The DVD marks the completion of a project that has seen Hayes graduate from pop star to label head and CEO of his own independent record company.
A year before the likes of Radiohead decided to snub major label EMI, Hayes had announced plans to go it alone via his own label Powdered Sugar releasing his double album This Delicate Thing We ve Made with little fanfare. Just great songs, intricate art piece music videos and a blistering live band.
Accountants, managers and suits and ties advised him against spending so much of his own money on such a show. But Hayes famously ignored them and took the elaborate production all over the UK and Australia. The DVD was shot in his hometown of Brisbane Australia on the final night of the tour.
''This was the tour I've always dreamed of.

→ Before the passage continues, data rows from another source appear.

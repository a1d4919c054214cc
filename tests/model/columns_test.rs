//! Column kinds, casting and formatting, standalone and through reports.

#[path = "../common/mod.rs"]
mod common;

use chrono::NaiveDate;
use reportkit::model::{Column, ColumnKind, DurationFormat, FormatOptions, FormatParams, Value};

fn format(kind: ColumnKind, value: &Value, options: FormatOptions) -> String {
    kind.format(value, &options.params())
}

fn timestamp(s: &str) -> Value {
    Value::Text(s.into())
}

#[test]
fn test_integer_cast() {
    assert_eq!(ColumnKind::Integer.cast(&[Value::from("12")]), Value::Int(12));
    assert_eq!(ColumnKind::Integer.cast(&[Value::Float(3.0)]), Value::Int(3));
    assert_eq!(ColumnKind::Integer.cast(&[Value::Null]), Value::Null);
}

#[test]
fn test_decimal_cast() {
    assert_eq!(ColumnKind::Decimal.cast(&[Value::Int(2)]), Value::Float(2.0));
    assert_eq!(ColumnKind::Money.cast(&[Value::from("12.5")]), Value::Float(12.5));
    assert_eq!(ColumnKind::Money.cast(&[Value::Null]), Value::Null);
}

#[test]
fn test_boolean_cast() {
    assert_eq!(ColumnKind::Boolean.cast(&[Value::Null]), Value::Bool(false));
    assert_eq!(ColumnKind::Boolean.cast(&[Value::Int(0)]), Value::Bool(false));
    assert_eq!(ColumnKind::Boolean.cast(&[Value::from("false")]), Value::Bool(false));
    assert_eq!(ColumnKind::Boolean.cast(&[Value::from("t")]), Value::Bool(true));
    assert_eq!(format(ColumnKind::Boolean, &Value::Null, FormatOptions::default()), "0");
}

#[test]
fn test_date_cast_and_format() {
    let date = ColumnKind::Date.cast(&[timestamp("2012-03-01 10:00:00")]);
    assert_eq!(date, Value::Date(NaiveDate::from_ymd_opt(2012, 3, 1).unwrap()));

    let options = FormatOptions {
        date_format: Some("%d-%m-%Y".into()),
        ..Default::default()
    };
    assert_eq!(format(ColumnKind::Date, &date, options), "01-03-2012");
    assert_eq!(format(ColumnKind::Date, &Value::Null, FormatOptions::default()), "");
}

#[test]
fn test_time_format_joins_date_and_time() {
    let ts = ColumnKind::Time.cast(&[timestamp("2012-03-01 10:05:00")]);
    assert_eq!(format(ColumnKind::Time, &ts, FormatOptions::default()), "2012-03-01 10:05");

    let options = FormatOptions {
        date_format: Some("%d/%m".into()),
        time_format: Some("%Hh%M".into()),
        ..Default::default()
    };
    assert_eq!(format(ColumnKind::Time, &ts, options), "01/03 10h05");
}

#[test]
fn test_duration_between_timestamps() {
    let secs = ColumnKind::Duration.cast(&[
        timestamp("2012-03-01 10:00:00"),
        timestamp("2012-03-01 11:30:00"),
    ]);
    assert_eq!(secs, Value::Int(5400));
    assert_eq!(format(ColumnKind::Duration, &secs, FormatOptions::default()), "01:30");
    assert_eq!(
        ColumnKind::Duration.cast(&[timestamp("2012-03-01 10:00:00"), Value::Null]),
        Value::Null
    );
}

#[test]
fn test_duration_minutes_formats() {
    let mins = ColumnKind::DurationMinutes.cast(&[Value::Int(5400)]);
    assert_eq!(mins, Value::Int(90));

    let with = |duration| FormatOptions {
        duration_format: Some(duration),
        ..Default::default()
    };
    assert_eq!(format(ColumnKind::DurationMinutes, &mins, with(DurationFormat::Clock)), "01:30");
    assert_eq!(format(ColumnKind::DurationMinutes, &mins, with(DurationFormat::Minutes)), "90");
    assert_eq!(format(ColumnKind::DurationMinutes, &mins, with(DurationFormat::Hours)), "1,5");
}

#[test]
fn test_decimal_formatting() {
    let params = FormatParams::default();
    assert_eq!(ColumnKind::Decimal.format(&Value::Float(2.5), &params), "2.5");

    let options = FormatOptions {
        decimal_format: Some(",".into()),
        decimal_precision: Some(2),
        decimal_delimiter: Some(".".into()),
        ..Default::default()
    };
    assert_eq!(format(ColumnKind::Money, &Value::Float(-1234567.891), options), "-1.234.567,89");
}

#[test]
fn test_options_merge() {
    let column = FormatOptions {
        decimal_precision: Some(0),
        ..Default::default()
    };
    let defaults = FormatOptions {
        decimal_precision: Some(2),
        decimal_delimiter: Some(" ".into()),
        ..Default::default()
    };
    let merged = column.merge(&defaults);
    assert_eq!(merged.decimal_precision, Some(0));
    assert_eq!(merged.decimal_delimiter.as_deref(), Some(" "));
}

#[test]
fn test_kind_names_round_trip_through_toml() {
    #[derive(serde::Deserialize)]
    struct Holder {
        kind: ColumnKind,
    }
    let holder: Holder = toml::from_str(r#"kind = "duration_minutes""#).unwrap();
    assert_eq!(holder.kind, ColumnKind::DurationMinutes);
}

#[test]
fn test_report_columns_are_cast() {
    let (r, _) = common::report("Company", &["name", "updated_at"]);
    let table = r.table().unwrap();
    let updated = r.column("updated_at").unwrap();
    assert_eq!(updated.kind(), ColumnKind::Time);
    assert_eq!(updated.format(&table.rows()[0][1]), "2012-03-01 10:00");
    assert_eq!(table.formatted()[2], vec!["Audi".to_string(), "2012-01-15 16:45".to_string()]);
}

#[test]
fn test_report_column_names() {
    let (r, _) = common::report("Quote", &["description", "responsible/first_name"]);
    let names: Vec<String> = r.columns().iter().map(|c| c.human_name()).collect();
    assert_eq!(names, vec!["Description", "Responsible first name"]);
}

#[test]
fn test_default_options_reach_columns() {
    let log = common::database();
    let ctx = reportkit::report::ReportContext::new(log);
    let defaults = FormatOptions {
        decimal_precision: Some(1),
        ..Default::default()
    };
    let r = reportkit::report::Report::new(&common::schema(), "Company", &["turnover"], &defaults, ctx).unwrap();
    let turnover: &Column = r.column("turnover").unwrap();
    assert_eq!(turnover.format(&Value::Float(3120000.25)), "3120000.3");
}
//! Statement recording.

use std::sync::Mutex;

use super::{ExecResult, IndexInfo, QueryExecutor, Row};
use crate::sql::{Dialect, Query};

/// Wraps an executor and records every SELECT and COUNT it runs.
///
/// Index lookups are metadata reads and are not recorded.
pub struct QueryLog<E> {
    inner: E,
    statements: Mutex<Vec<String>>,
}

impl<E: QueryExecutor> QueryLog<E> {
    pub fn new(inner: E) -> Self {
        Self {
            inner,
            statements: Mutex::new(Vec::new()),
        }
    }

    pub fn inner(&self) -> &E {
        &self.inner
    }

    /// Number of statements executed since creation or the last reset.
    pub fn query_count(&self) -> usize {
        self.lock().len()
    }

    /// Rendered statements, oldest first.
    pub fn statements(&self) -> Vec<String> {
        self.lock().clone()
    }

    pub fn reset(&self) {
        self.lock().clear();
    }

    fn record(&self, query: &Query) {
        let sql = query.to_sql(self.inner.dialect());
        self.lock().push(sql);
    }

    fn lock(&self) -> std::sync::MutexGuard<'_, Vec<String>> {
        // A poisoned log only means a recording thread panicked; the entries are intact.
        self.statements.lock().unwrap_or_else(|poisoned| poisoned.into_inner())
    }
}

impl<E: QueryExecutor> QueryExecutor for QueryLog<E> {
    fn dialect(&self) -> Dialect {
        self.inner.dialect()
    }

    fn select_rows(&self, query: &Query) -> ExecResult<Vec<Row>> {
        self.record(query);
        self.inner.select_rows(query)
    }

    fn count(&self, query: &Query) -> ExecResult<u64> {
        self.record(query);
        self.inner.count(query)
    }

    fn indexes(&self, table: &str) -> ExecResult<Vec<IndexInfo>> {
        self.inner.indexes(table)
    }
}
//! PostgreSQL SQL dialect.
//!
//! PostgreSQL features:
//! - ANSI identifier quoting (`"`)
//! - Native boolean type (true/false)
//! - Bare `OFFSET n` without a LIMIT

use super::helpers;
use super::SqlDialect;

/// PostgreSQL SQL dialect.
#[derive(Debug, Clone, Copy)]
pub struct Postgres;

impl SqlDialect for Postgres {
    fn name(&self) -> &'static str {
        "postgres"
    }

    fn quote_identifier(&self, ident: &str) -> String {
        helpers::quote_double(ident)
    }

    fn format_bool(&self, b: bool) -> &'static str {
        helpers::format_bool_literal(b)
    }
}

Bowie and Peter Gabriel made the blueprint for this type of rock theatre and although it sounds morbid, doing a show like this was one of my before I die wishes. I simply had to do something like this once in my life and I couldn t think of a better moment than this period to try'', Hayes said.
Costume design stitched by makers from the Royal Shakespeare Company and set pieces by the folks who put U2 in a Lemon and George Michael in front of the largest video screen ever built the show was a spectacle that had to be seen to be believed.